I have the unbelievable good fortune to be privy to one of the most private, intimate and dangerous periods in a shy bird’s life. A voyeur through the glass, I’m seeing nothing of this dunnock while she broods but the tip of her tail, so there is no question of disturbance. And she watches us on our exits and entrances through the back door, unbothered by predictable human patterns of behaviour, for here she stays.
Not for nothing was the dunnock once known as the hedge sparrow, her breeding season played out solo, usually nesting unaided and unobserved within an obscuring lattice. But here she is practically a house guest, sitting through a fortnight’s confinement while she incubates her eggs. Baby blue they are, I’ve read, though I hope not to find out.

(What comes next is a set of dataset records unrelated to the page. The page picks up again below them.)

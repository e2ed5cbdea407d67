//! Main application state management

use std::{
    sync::{Arc, Mutex},
    time::Instant,
};
use chrono::{DateTime, Utc};
use tokio::sync::broadcast;

use crate::tasks::Scheduler;
use super::{ChannelObserver, EditPolicy, TimerController, TimerEvent};

/// Capacity of the event fan-out channel
const EVENT_CHANNEL_CAPACITY: usize = 100;

/// Main application state that owns the timer and server metadata
#[derive(Debug)]
pub struct AppState {
    /// The countdown this server hosts
    pub timer: TimerController,
    /// Server metadata
    pub start_time: Instant,
    pub port: u16,
    pub host: String,
    /// Last action tracking
    pub last_action: Arc<Mutex<Option<String>>>,
    pub last_action_time: Arc<Mutex<Option<DateTime<Utc>>>>,
    /// Channel every timer notification is forwarded to
    pub event_tx: broadcast::Sender<TimerEvent>,
}

impl AppState {
    /// Create a new AppState around an Idle timer driven by `scheduler`
    pub fn new(port: u16, host: String, policy: EditPolicy, scheduler: Arc<dyn Scheduler>) -> Self {
        let (event_tx, _) = broadcast::channel(EVENT_CHANNEL_CAPACITY);

        let timer = TimerController::new(scheduler, policy);
        timer.subscribe(ChannelObserver::new(event_tx.clone()));

        Self {
            timer,
            start_time: Instant::now(),
            port,
            host,
            last_action: Arc::new(Mutex::new(None)),
            last_action_time: Arc::new(Mutex::new(None)),
            event_tx,
        }
    }

    /// Receive every timer notification from now on
    pub fn subscribe(&self) -> broadcast::Receiver<TimerEvent> {
        self.event_tx.subscribe()
    }

    /// Remember the most recent operation a client invoked
    pub fn record_action(&self, action: &str) -> Result<(), String> {
        let mut last_action = self.last_action.lock()
            .map_err(|e| format!("Failed to lock last action: {}", e))?;
        *last_action = Some(action.to_string());
        drop(last_action);

        let mut last_time = self.last_action_time.lock()
            .map_err(|e| format!("Failed to lock last action time: {}", e))?;
        *last_time = Some(Utc::now());
        Ok(())
    }

    /// Calculate server uptime as a formatted string
    pub fn get_uptime(&self) -> String {
        format_uptime(self.start_time.elapsed().as_secs())
    }

    /// Get last action information
    pub fn get_last_action(&self) -> (Option<String>, Option<DateTime<Utc>>) {
        let last_action = self.last_action.lock().ok().and_then(|a| a.clone());
        let last_action_time = self.last_action_time.lock().ok().and_then(|t| *t);
        (last_action, last_action_time)
    }
}

fn format_uptime(total: u64) -> String {
    let hours = total / 3600;
    let minutes = (total % 3600) / 60;
    let seconds = total % 60;

    if hours > 0 {
        format!("{}h {}m {}s", hours, minutes, seconds)
    } else if minutes > 0 {
        format!("{}m {}s", minutes, seconds)
    } else {
        format!("{}s", seconds)
    }
}
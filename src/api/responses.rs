//! API request and response structures

use chrono::{DateTime, Utc};
use serde::{Deserialize, Serialize};
use serde_json::Value;

use crate::state::{EditPolicy, TimerSnapshot};

/// Body of POST /duration. Each field carries whatever the input element
/// holds; missing or unusable values count as 0.
#[derive(Debug, Clone, Default, Serialize, Deserialize)]
pub struct DurationRequest {
    #[serde(default)]
    pub hours: Value,
    #[serde(default)]
    pub minutes: Value,
    #[serde(default)]
    pub seconds: Value,
}

/// API response structure for timer operations
#[derive(Debug, Clone, Serialize, Deserialize)]
pub struct ApiResponse {
    /// Resulting timer state name
    pub status: String,
    pub message: String,
    pub timestamp: DateTime<Utc>,
    pub timer: TimerSnapshot,
}

impl ApiResponse {
    /// Create a response describing `timer`
    pub fn new(message: String, timer: TimerSnapshot) -> Self {
        Self {
            status: timer.state.to_string(),
            message,
            timestamp: Utc::now(),
            timer,
        }
    }
}

/// Status response with server information
#[derive(Debug, Clone, Serialize, Deserialize)]
pub struct StatusResponse {
    pub timer: TimerSnapshot,
    /// Whether the inputs accept edits while paused
    pub edit_policy: EditPolicy,
    pub uptime: String,
    pub port: u16,
    pub host: String,
    pub last_action: Option<String>,
    pub last_action_time: Option<DateTime<Utc>>,
}

/// Health check response
#[derive(Debug, Clone, Serialize, Deserialize)]
pub struct HealthResponse {
    pub status: String,
    pub timestamp: DateTime<Utc>,
    pub version: String,
}

impl HealthResponse {
    /// Create a new health response
    pub fn ok() -> Self {
        Self {
            status: "ok".to_string(),
            timestamp: Utc::now(),
            version: env!("CARGO_PKG_VERSION").to_string(),
        }
    }
}
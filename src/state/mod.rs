//! State management module
//!
//! This module contains the countdown state machine and the server state around it.

pub mod app_state;
pub mod controller;
pub mod duration;
pub mod timer_state;

// Re-export main types
pub use app_state::AppState;
pub use controller::{
    ChannelObserver, CompletionNotice, TimerController, TimerEvent, TimerObserver, TICK_PERIOD,
};
pub use duration::TimerDuration;
pub use timer_state::{ControlView, EditPolicy, TimerSnapshot, TimerState};
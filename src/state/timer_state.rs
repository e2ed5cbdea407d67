//! Timer state structure and the control view derived from it

use std::fmt;

use serde::{Deserialize, Serialize};

use super::TimerDuration;

/// Lifecycle state of the countdown
#[derive(Debug, Clone, Copy, PartialEq, Eq, Default, Serialize, Deserialize)]
#[serde(rename_all = "lowercase")]
pub enum TimerState {
    /// Not counting; the entered duration is editable
    #[default]
    Idle,
    /// A decrement loop is active
    Running,
    /// Decrement loop stopped, remaining seconds retained
    Paused,
}

impl TimerState {
    pub fn as_str(&self) -> &'static str {
        match self {
            TimerState::Idle => "idle",
            TimerState::Running => "running",
            TimerState::Paused => "paused",
        }
    }

    pub fn is_running(&self) -> bool {
        matches!(self, TimerState::Running)
    }
}

impl fmt::Display for TimerState {
    fn fmt(&self, f: &mut fmt::Formatter<'_>) -> fmt::Result {
        f.write_str(self.as_str())
    }
}

/// When the duration inputs accept edits
#[derive(Debug, Clone, Copy, PartialEq, Eq, Default, Serialize, Deserialize)]
#[serde(rename_all = "snake_case")]
pub enum EditPolicy {
    /// Editable only while Idle; a paused timer must be reset to edit
    #[default]
    IdleOnly,
    /// Editable while Idle or Paused
    IdleOrPaused,
}

impl EditPolicy {
    pub fn allows_edit(&self, state: TimerState) -> bool {
        match self {
            EditPolicy::IdleOnly => state == TimerState::Idle,
            EditPolicy::IdleOrPaused => state != TimerState::Running,
        }
    }
}

/// What the presentation layer should show for the current state
#[derive(Debug, Clone, PartialEq, Eq, Serialize, Deserialize)]
pub struct ControlView {
    /// Zero-padded hours, minutes, seconds
    pub fields: [String; 3],
    pub start_enabled: bool,
    pub start_visible: bool,
    pub pause_visible: bool,
    pub reset_enabled: bool,
    pub inputs_read_only: bool,
}

impl ControlView {
    /// Derive the view. `can_start` is the `total > 0` predicate for whatever
    /// the fields currently show.
    pub fn derive(state: TimerState, displayed: TimerDuration, can_start: bool, policy: EditPolicy) -> Self {
        let running = state.is_running();
        Self {
            fields: displayed.padded_fields(),
            start_enabled: can_start && !running,
            start_visible: !running,
            pause_visible: running,
            reset_enabled: can_start || state != TimerState::Idle,
            inputs_read_only: !policy.allows_edit(state),
        }
    }
}

/// Point-in-time copy of the controller state
#[derive(Debug, Clone, PartialEq, Eq, Serialize, Deserialize)]
pub struct TimerSnapshot {
    pub state: TimerState,
    pub remaining_seconds: u64,
    /// The duration currently shown in the input fields
    pub display: TimerDuration,
    pub can_start: bool,
    pub view: ControlView,
}
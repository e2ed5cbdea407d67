//! Repeating tick scheduler backed by tokio

use std::{fmt, time::Duration};
use tokio::{
    runtime::Handle,
    time::{interval_at, Instant, MissedTickBehavior},
};
use tracing::debug;

/// Callback fired once per period
pub type TickCallback = Box<dyn FnMut() + Send + 'static>;

/// Something that can fire a callback at a fixed period until cancelled
pub trait Scheduler: Send + Sync {
    /// Start firing `callback` every `period`. The first call happens one
    /// period from now. Firing stops when the returned handle is cancelled
    /// or dropped.
    fn schedule_repeating(&self, period: Duration, callback: TickCallback) -> TickHandle;
}

/// Cancellation handle for a scheduled loop. Dropping it cancels the loop.
pub struct TickHandle {
    canceller: Option<Box<dyn FnOnce() + Send>>,
}

impl TickHandle {
    pub fn new(canceller: impl FnOnce() + Send + 'static) -> Self {
        Self {
            canceller: Some(Box::new(canceller)),
        }
    }

    /// Stop the loop. No callback starts after this returns.
    pub fn cancel(mut self) {
        self.run_canceller();
    }

    fn run_canceller(&mut self) {
        if let Some(canceller) = self.canceller.take() {
            canceller();
        }
    }
}

impl Drop for TickHandle {
    fn drop(&mut self) {
        self.run_canceller();
    }
}

impl fmt::Debug for TickHandle {
    fn fmt(&self, f: &mut fmt::Formatter<'_>) -> fmt::Result {
        f.debug_struct("TickHandle")
            .field("active", &self.canceller.is_some())
            .finish()
    }
}

/// Scheduler that runs each loop as a task on a tokio runtime
#[derive(Debug, Clone)]
pub struct TokioScheduler {
    runtime: Handle,
}

impl TokioScheduler {
    pub fn from_handle(runtime: Handle) -> Self {
        Self { runtime }
    }

    /// Use the runtime the caller is running on
    pub fn current() -> Result<Self, String> {
        Handle::try_current()
            .map(Self::from_handle)
            .map_err(|e| format!("No tokio runtime available for the tick scheduler: {}", e))
    }
}

impl Scheduler for TokioScheduler {
    fn schedule_repeating(&self, period: Duration, mut callback: TickCallback) -> TickHandle {
        let task = self.runtime.spawn(async move {
            let mut interval = interval_at(Instant::now() + period, period);
            interval.set_missed_tick_behavior(MissedTickBehavior::Delay);

            loop {
                interval.tick().await;
                callback();
            }
        });

        debug!("Spawned tick loop with period {:?}", period);
        let abort = task.abort_handle();
        TickHandle::new(move || {
            debug!("Aborting tick loop");
            abort.abort();
        })
    }
}
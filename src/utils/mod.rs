//! Utility functions module
//!
//! Process-level helpers for the server binary.

pub mod signals;

pub use signals::shutdown_signal;
//! HTTP API module
//!
//! This module contains all HTTP endpoint handlers and response structures.

pub mod handlers;
pub mod responses;

use std::sync::Arc;
use axum::{
    routing::{get, post},
    Router,
};
use tower_http::{cors::CorsLayer, trace::TraceLayer};

use crate::state::AppState;
use handlers::{
    duration_handler, events_handler, health_handler, pause_handler, reset_handler,
    start_handler, status_handler,
};

/// Create the HTTP router with all endpoints
pub fn create_router(state: Arc<AppState>) -> Router {
    Router::new()
        .route("/duration", post(duration_handler))
        .route("/start", post(start_handler))
        .route("/pause", post(pause_handler))
        .route("/reset", post(reset_handler))
        .route("/status", get(status_handler))
        .route("/events", get(events_handler))
        .route("/health", get(health_handler))
        .layer(CorsLayer::permissive())
        .layer(TraceLayer::new_for_http())
        .with_state(state)
}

We think of birds sitting still while they brood. Not this dunnock, with her incessant restlessness. Does this perpetual fidgeting run all the way up the tail and into a pulsing chest, turning her eggs – probably four or five of them – with instinctive twitches? It seems that there are more unfathomables under a bird’s breast than we could even imagine.
The ticking tail becomes more animated, now sliding two or three centimetres beyond the rim of the nest and back, the flicks to the side becoming more exaggerated. It is a prelude to the dunnock launching herself out of the nest and landing on the path. She jabs this way and that for tiny provisions, running or hopping over a low belly with that peculiarly dunnocky sleight of foot. And for these few minutes as she inches under the rhubarb, her nest bowl lacks its living spoon.